This is what I want to achive but how do u acturally do that? Can it be done in camera's auto mode (P), and aperture proity mode (AP)? Cos Even in AP mode, the aperture also can't seem to be able to change with flash mounted. Is there a max or min aperture limited when a flash is on?
When you meter the scene, do you meter it with flash on or off? Cos with flash on, the shutter will stuck between 1/125 to 1/30 (or 1/60 can't remember), and the reading seem very funny to me.
Still lots of training and learning for me.
I never use [P]. :p

If you are using something like an F80/90/90X/100/5, the camera will automatically communicate the aperture to the flash and set it there as well.

In A mode (on the camera), you can still set whatever aperture you want to use. Shutter speed will be locked at 1/60 ~ 1/250 (for a F100) depending on lighting condition, but will usually be at 1/60 if indoors. Activating slow sync/rear curtain sync will allow it to be dropped way below.

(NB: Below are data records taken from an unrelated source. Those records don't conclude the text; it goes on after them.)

//! ---
//! vs_section: "04-file-store"
//! vs_subsection: "module"
//! vs_type: "source"
//! vs_scope: "code"
//! vs_description: "Virtual file store backing camera uploads."
//! vs_version: "v0.0.0-prealpha"
//! vs_owner: "tbd"
//! ---
//! Driver contract handed to the file-transfer listener. The listener owns
//! sockets and sessions; each authenticated session gets a [`ClientDriver`].
use std::net::{IpAddr, SocketAddr};
use std::sync::Arc;

use tracing::{debug, info, warn};
use vesense_common::FtpServerConfig;
use vesense_dataflow::{DataflowError, Device, DeviceRegistry};

use crate::path::join;
use crate::store::{EntryInfo, ReadHandle, VirtualFileStore, WriteHandle};
use crate::FileStoreError;

/// Failures reported to the file-transfer listener.
#[derive(Debug, thiserror::Error)]
pub enum DriverError {
    /// No camera matches the login.
    #[error("bad username or password")]
    BadCredentials,
    /// The file store refused the operation.
    #[error(transparent)]
    FileStore(#[from] FileStoreError),
    /// The camera's device is not registered.
    #[error(transparent)]
    Dataflow(#[from] DataflowError),
}

/// Static login of one camera.
#[derive(Debug, Clone, PartialEq, Eq)]
pub struct CameraCredentials {
    /// Device name the session is bound to.
    pub device: String,
    /// Login user.
    pub user: String,
    /// Login password.
    pub password: String,
}

/// Listener settings derived from `[ftp_server]`.
#[derive(Debug, Clone, PartialEq, Eq)]
pub struct ListenSettings {
    /// Control connection address, `host:port`.
    pub listen_addr: String,
    /// Ports offered for passive data connections.
    pub passive_ports: std::ops::RangeInclusive<u16>,
}

impl From<&FtpServerConfig> for ListenSettings {
    fn from(config: &FtpServerConfig) -> Self {
        let bind = config.bind.trim_start_matches('[').trim_end_matches(']');
        let listen_addr = match bind.parse::<IpAddr>() {
            Ok(ip) => SocketAddr::new(ip, config.port).to_string(),
            Err(_) => format!("{}:{}", bind, config.port),
        };
        Self {
            listen_addr,
            passive_ports: config.passive_port_start..=config.passive_port_end,
        }
    }
}

/// Entry point of the driver: authenticates camera logins.
#[derive(Debug, Clone)]
pub struct FtpDriver {
    store: Arc<VirtualFileStore>,
    registry: Arc<DeviceRegistry>,
    cameras: Vec<CameraCredentials>,
}

impl FtpDriver {
    /// Driver serving `store` to the listed cameras.
    pub fn new(
        store: Arc<VirtualFileStore>,
        registry: Arc<DeviceRegistry>,
        cameras: Vec<CameraCredentials>,
    ) -> Self {
        Self {
            store,
            registry,
            cameras,
        }
    }

    /// Backing file store.
    pub fn store(&self) -> &Arc<VirtualFileStore> {
        &self.store
    }

    /// Match the login against the configured cameras and bind a session
    /// driver to the camera's device.
    pub fn authenticate(&self, user: &str, password: &str) -> Result<ClientDriver, DriverError> {
        let Some(camera) = self
            .cameras
            .iter()
            .find(|camera| camera.user == user && camera.password == password)
        else {
            warn!(user, "file transfer login rejected");
            return Err(DriverError::BadCredentials);
        };
        let device = self.registry.get_by_name(&camera.device)?;
        info!(user, device = %device.name(), "file transfer login accepted");
        Ok(ClientDriver {
            store: self.store.clone(),
            device,
            cwd: "/".to_owned(),
        })
    }
}

/// How a session opens a path.
#[derive(Debug, Clone, Copy, PartialEq, Eq)]
pub enum OpenMode {
    /// Read a committed file.
    Read,
    /// Replace the file.
    Write,
    /// Extend the file, or create it.
    Append,
}

/// Stream handed back to the listener for data transfers.
#[derive(Debug)]
pub enum FileStream {
    /// Download stream.
    Read(ReadHandle),
    /// Upload stream; commit with [`ClientDriver::close_file`].
    Write(WriteHandle),
}

/// Per-session driver bound to one camera device. Relative paths resolve
/// against the session's working directory.
#[derive(Debug)]
pub struct ClientDriver {
    store: Arc<VirtualFileStore>,
    device: Arc<Device>,
    cwd: String,
}

impl ClientDriver {
    /// Camera the session is bound to.
    pub fn device(&self) -> &Arc<Device> {
        &self.device
    }

    /// Working directory.
    pub fn current_directory(&self) -> &str {
        &self.cwd
    }

    /// Enter `directory`, creating it on the fly.
    pub fn change_directory(&mut self, directory: &str) -> Result<(), DriverError> {
        let target = join(&self.cwd, directory);
        self.store.create_directory(&target);
        debug!(device = %self.device.name(), directory = %target, "changed directory");
        self.cwd = target;
        Ok(())
    }

    /// Create a directory relative to the working directory.
    pub fn make_directory(&self, directory: &str) -> Result<(), DriverError> {
        self.store.create_directory(&join(&self.cwd, directory));
        Ok(())
    }

    /// Entries of the working directory.
    pub fn list_files(&self) -> Vec<EntryInfo> {
        self.store.list_children(&self.cwd)
    }

    /// Open a transfer stream for `path`.
    pub fn open_file(&self, path: &str, mode: OpenMode) -> Result<FileStream, DriverError> {
        let path = join(&self.cwd, path);
        let stream = match mode {
            OpenMode::Read => FileStream::Read(self.store.open_for_read(&path)?),
            OpenMode::Write => {
                FileStream::Write(self.store.open_for_write(&path, false, self.device.clone())?)
            }
            OpenMode::Append => {
                FileStream::Write(self.store.open_for_write(&path, true, self.device.clone())?)
            }
        };
        Ok(stream)
    }

    /// Finish a transfer. Write streams are committed; read streams are released.
    pub fn close_file(&self, stream: FileStream) -> Result<Option<EntryInfo>, DriverError> {
        match stream {
            FileStream::Read(_) => Ok(None),
            FileStream::Write(handle) => Ok(Some(self.store.close_write(handle)?)),
        }
    }

    /// Stat `path`.
    pub fn file_info(&self, path: &str) -> Result<EntryInfo, DriverError> {
        Ok(self.store.stat(&join(&self.cwd, path))?)
    }

    /// Uploads are never refused for size.
    pub fn can_allocate(&self, _size: u64) -> bool {
        true
    }

    /// Always denied.
    pub fn chmod(&self, path: &str, mode: u32) -> Result<(), DriverError> {
        Ok(self.store.chmod(&join(&self.cwd, path), mode)?)
    }

    /// Always denied.
    pub fn delete(&self, path: &str) -> Result<(), DriverError> {
        Ok(self.store.delete(&join(&self.cwd, path))?)
    }

    /// Always denied.
    pub fn rename(&self, from: &str, to: &str) -> Result<(), DriverError> {
        Ok(self
            .store
            .rename(&join(&self.cwd, from), &join(&self.cwd, to))?)
    }
}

What I do normally is meter the scene with the flash off. This will give a reading of say 1/15 @ f/4 @ ISO 320. Now, if you set to M mode on the camera and set 1/60 @ f/4 @ ISO 320, and set the flash to Matrix Balanced TTL flash, you should get a very pleasing balance. As long as the ambient exposure is not more than about 2 stops below flash exposure, the light balance will be pretty good, and Nikon's TTL system will handle the exposure very well.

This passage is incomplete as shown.